# Supplied material
>>

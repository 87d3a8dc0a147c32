//! A scripted byte source for exercising arrival boundaries in tests.

use std::collections::VecDeque;

use bytes::Bytes;

use crate::bucket::{Bucket, LineResult, PeekResult, ReadResult, ReadStatus};
use crate::error::BucketError;
use crate::line::scan_line;
use crate::{NewlineFound, NewlineSet};

enum Action {
    Deliver(Bytes),
    Stall,
    Fail(BucketError),
}

/// Plays back a script of deliveries, stalls and failures.
///
/// A stall is consumed the first time any operation observes it, so the
/// following call proceeds to the next scripted action; the "more data
/// arrived" nudge is implicit. After the script runs out every operation
/// reports `Eof`.
pub struct MockBucket {
    actions: VecDeque<Action>,
}

impl MockBucket {
    pub fn new() -> Self {
        MockBucket {
            actions: VecDeque::new(),
        }
    }

    /// Script bytes to deliver.
    pub fn deliver(mut self, data: impl Into<Bytes>) -> Self {
        self.actions.push_back(Action::Deliver(data.into()));
        self
    }

    /// Script one `Again` before the next action.
    pub fn stall(mut self) -> Self {
        self.actions.push_back(Action::Stall);
        self
    }

    /// Script a hard error.
    pub fn fail(mut self, err: BucketError) -> Self {
        self.actions.push_back(Action::Fail(err));
        self
    }

    /// Pop stalls/failures off the front; `Ok(true)` means the caller
    /// should report `Again` for this observation.
    fn settle(&mut self) -> Result<bool, BucketError> {
        loop {
            match self.actions.front() {
                Some(Action::Stall) => {
                    self.actions.pop_front();
                    return Ok(true);
                }
                Some(Action::Fail(_)) => {
                    let Some(Action::Fail(err)) = self.actions.pop_front() else {
                        unreachable!()
                    };
                    return Err(err);
                }
                Some(Action::Deliver(data)) if data.is_empty() => {
                    self.actions.pop_front();
                }
                _ => return Ok(false),
            }
        }
    }

    fn status(&self) -> ReadStatus {
        if self.actions.is_empty() {
            ReadStatus::Eof
        } else {
            ReadStatus::Ok
        }
    }
}

impl Default for MockBucket {
    fn default() -> Self {
        MockBucket::new()
    }
}

impl Bucket for MockBucket {
    fn read(&mut self, max: usize) -> ReadResult {
        if self.settle()? {
            return Ok((Bytes::new(), ReadStatus::Again));
        }
        let Some(Action::Deliver(front)) = self.actions.front_mut() else {
            return Ok((Bytes::new(), ReadStatus::Eof));
        };
        let n = max.min(front.len());
        let data = front.split_to(n);
        if front.is_empty() {
            self.actions.pop_front();
        }
        Ok((data, self.status()))
    }

    fn readline(&mut self, acceptable: NewlineSet) -> LineResult {
        if self.settle()? {
            return Ok((Bytes::new(), NewlineFound::None, ReadStatus::Again));
        }
        let Some(Action::Deliver(front)) = self.actions.front_mut() else {
            return Ok((Bytes::new(), NewlineFound::None, ReadStatus::Eof));
        };
        let (n, found) = scan_line(front, acceptable);
        let data = front.split_to(n);
        if front.is_empty() {
            self.actions.pop_front();
        }
        Ok((data, found, self.status()))
    }

    fn peek(&mut self) -> PeekResult<'_> {
        if self.settle()? {
            // The stall was consumed; show nothing, promise more.
            return Ok((&[], ReadStatus::Ok));
        }
        let last = self.actions.len() == 1;
        match self.actions.front() {
            Some(Action::Deliver(front)) => {
                let status = if last { ReadStatus::Eof } else { ReadStatus::Ok };
                Ok((front, status))
            }
            _ => Ok((&[], ReadStatus::Eof)),
        }
    }
}
//! An ordered, case-insensitive header multimap that can emit itself as
//! HTTP header bytes.

use bytes::{Bytes, BytesMut};

use crate::bucket::{Bucket, LineResult, PeekResult, ReadResult, ReadStatus};
use crate::error::BucketError;
use crate::line::scan_line;
use crate::NewlineSet;

fn trim_spaces(mut bytes: &[u8]) -> &[u8] {
    while let [b' ' | b'\t', rest @ ..] = bytes {
        bytes = rest;
    }
    while let [rest @ .., b' ' | b'\t'] = bytes {
        bytes = rest;
    }
    bytes
}

/// Header map preserving insertion order. Setting an existing name appends
/// the new value to the old, comma-separated. Lookup is case-insensitive.
/// Reading the bucket drains `Name: Value CRLF` pairs followed by one
/// terminating CRLF.
pub struct HeadersBucket {
    entries: Vec<(String, String)>,
    emit: Option<Bytes>,
}

impl HeadersBucket {
    pub fn new() -> Self {
        HeadersBucket {
            entries: Vec::new(),
            emit: None,
        }
    }

    /// Set a header. A repeated name comma-joins onto the existing value.
    pub fn set(&mut self, name: &str, value: &str) {
        match self
            .entries
            .iter_mut()
            .find(|(k, _)| k.eq_ignore_ascii_case(name))
        {
            Some((_, existing)) => {
                existing.push(',');
                existing.push_str(value);
            }
            None => self.entries.push((name.to_owned(), value.to_owned())),
        }
    }

    /// Parse one wire-format header line (terminator already stripped)
    /// into the map. The name is the bytes before the first `:` with
    /// surrounding spaces trimmed; the value is the remainder with leading
    /// linear whitespace stripped. Empty values are legal; a line without
    /// `:` is not.
    pub fn parse_line(&mut self, line: &[u8]) -> Result<(), BucketError> {
        let colon = line
            .iter()
            .position(|&b| b == b':')
            .ok_or(BucketError::BadHeader)?;
        let name = trim_spaces(&line[..colon]);
        let mut value = &line[colon + 1..];
        while let [first, rest @ ..] = value {
            if !first.is_ascii_whitespace() {
                break;
            }
            value = rest;
        }
        self.set(
            &String::from_utf8_lossy(name),
            &String::from_utf8_lossy(value),
        );
        Ok(())
    }

    /// Case-insensitive lookup.
    pub fn get(&self, name: &str) -> Option<&str> {
        self.entries
            .iter()
            .find(|(k, _)| k.eq_ignore_ascii_case(name))
            .map(|(_, v)| v.as_str())
    }

    pub fn contains(&self, name: &str) -> bool {
        self.get(name).is_some()
    }

    /// Iterate pairs in insertion order.
    pub fn iter(&self) -> impl Iterator<Item = (&str, &str)> {
        self.entries.iter().map(|(k, v)| (k.as_str(), v.as_str()))
    }

    pub fn len(&self) -> usize {
        self.entries.len()
    }

    pub fn is_empty(&self) -> bool {
        self.entries.is_empty()
    }

    /// Render the wire form: each pair as `Name: Value CRLF`, then one
    /// terminating CRLF. Output always uses CRLF regardless of what was
    /// parsed.
    pub fn wire(&self) -> Bytes {
        let mut out = BytesMut::new();
        for (name, value) in &self.entries {
            out.extend_from_slice(name.as_bytes());
            out.extend_from_slice(b": ");
            out.extend_from_slice(value.as_bytes());
            out.extend_from_slice(b"\r\n");
        }
        out.extend_from_slice(b"\r\n");
        out.freeze()
    }

    fn emit(&mut self) -> &mut Bytes {
        if self.emit.is_none() {
            self.emit = Some(self.wire());
        }
        self.emit.as_mut().expect("emit just initialized")
    }

    fn status(emit: &Bytes) -> ReadStatus {
        if emit.is_empty() {
            ReadStatus::Eof
        } else {
            ReadStatus::Ok
        }
    }
}

impl Default for HeadersBucket {
    fn default() -> Self {
        HeadersBucket::new()
    }
}

impl Bucket for HeadersBucket {
    fn read(&mut self, max: usize) -> ReadResult {
        let emit = self.emit();
        let n = max.min(emit.len());
        let data = emit.split_to(n);
        Ok((data, Self::status(emit)))
    }

    fn readline(&mut self, acceptable: NewlineSet) -> LineResult {
        let emit = self.emit();
        let (n, found) = scan_line(emit, acceptable);
        let data = emit.split_to(n);
        Ok((data, found, Self::status(emit)))
    }

    fn peek(&mut self) -> PeekResult<'_> {
        let emit = self.emit();
        Ok((&emit[..], ReadStatus::Eof))
    }
}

<<

Beginning at the line with "out every operation" and ending at the line with "the next action.", reproduce each line of the data above exactly, and add no other lines.

/// arrived" nudge is implicit. After the script runs out every operation
/// reports `Eof`.
pub struct MockBucket {
    actions: VecDeque<Action>,
}

impl MockBucket {
    pub fn new() -> Self {
        MockBucket {
            actions: VecDeque::new(),
        }
    }

    /// Script bytes to deliver.
    pub fn deliver(mut self, data: impl Into<Bytes>) -> Self {
        self.actions.push_back(Action::Deliver(data.into()));
        self
    }

    /// Script one `Again` before the next action.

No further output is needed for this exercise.